Certi sport prima non immaginavo neppure che esistevano, il tennis in carrozzina ad esempio è molto faticoso. Ma il mio sogno era quello di correre. Non avevo ancora neppure le protesi per camminare e quelle per correre costano tantissimo. Per questo ho avviato una raccolta di fondi on line e in meno di un mese, dal 1 al 26 novembre, ho raccolto più del doppio della cifra necessaria. Così nel gennaio 2016 ho iniziato la mia carriera da atleta. All’inizio era difficilissimo stare anche in piedi poi piano piano ho preso confidenza con le nuove protesi.
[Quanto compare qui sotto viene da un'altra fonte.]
//! Backdrop rendering for the taja banner.
//!
//! Two decorative layers draw behind the banner text: a star field
//! scattered once at startup and left in place, and a falling-leaf drift
//! that spawns a leaf on a fixed interval and removes it after a fixed
//! lifetime. Every randomized attribute derives deterministically from an
//! init seed, so tests pin the seed and assert exact behavior.

mod animations;
mod chars;
mod seed;
mod state;

pub use state::BackdropState;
Ho partecipato ai primi campionati indoor, poi sono arrivati i primi campionati europei nei quali l’obiettivo era riuscire ad arrivare in fondo.
Poi sono riuscito a coronare il sogno di partecipare ai mondiali di Londra (2017). E’ stata un’emozione enorme gareggiare in uno stadio pieno, però prima delle semifinali non volevo entrare, ho sentito il boato dello stadio e mi ero bloccato. E’ stata un’esperienza ed un’emozione fantastica , conclusa splendidamente con l’argento nella staffetta. In tutto questo naturalmente mi è rimasta la passione per l’arrampicata e nel 2017, grazie a delle protesi particolare, ho potuto riprendere ad arrampicare”.
Andrea ha poi mostrato alla platea le differenti protesi che utilizza per la corsa (in pista) e per arrampicare, spiegandone le rispettive caratteristiche. Ha poi risposto alle tante domande che gli hanno rivolto i ragazzi.
“Ovviamente la mia è una storia lunga, ora sembra tutto perfetto ma è un percorso fatto anche di tante batoste – spiega – però a volte penso a quante cose mi sarei perso se quel giorno non mi fossi alzato da quel letto di ospedale. Io alla fine mi sento normale, come prima ma sono una persona che si è arricchita, ho imparato ad apprezzare ciò che mi è rimasto senza perdere troppo tempo a pensare a ciò che ho perso. Ho perso cose materiali che si rimpiazzano facilmente ma ho scoperto tante cose che non si trovano facilmente, ho scoperto un nuovo mondo, tantissime persone con una carica e una voglia di vivere che nella vita di prima nessuno eguagliava”.
Quella straordinaria voglia di vivere che ora lancia Andrea verso nuove sfide in questo 2018. Innanzitutto gli europei di Berlino, poi a fine agosto la conquista della vetta della Cima Grande alle Tre Cime di Laveredo. Ma anche l’intenzione di realizzare (in realtà è già in fase di realizzazione) un docufilm sulla sua esperienza e di pubblicare la sua biografia, dal titolo emblematico: “Voglio correre più veloce della meningite”.
“Vorrei che la mia storia possa essere di esempio per molte persone – conclude – vorrei dare un piccolo aiuto a superare problemi e paure. La cosa più importante è non smettere mai di credere che si può ricominciare, c’è sempre una soluzione anche nei momenti più duri”. Per noi sicuramente lo è stata e, soprattutto, ci porteremo sempre dentro l’esempio e le parole di Andrea.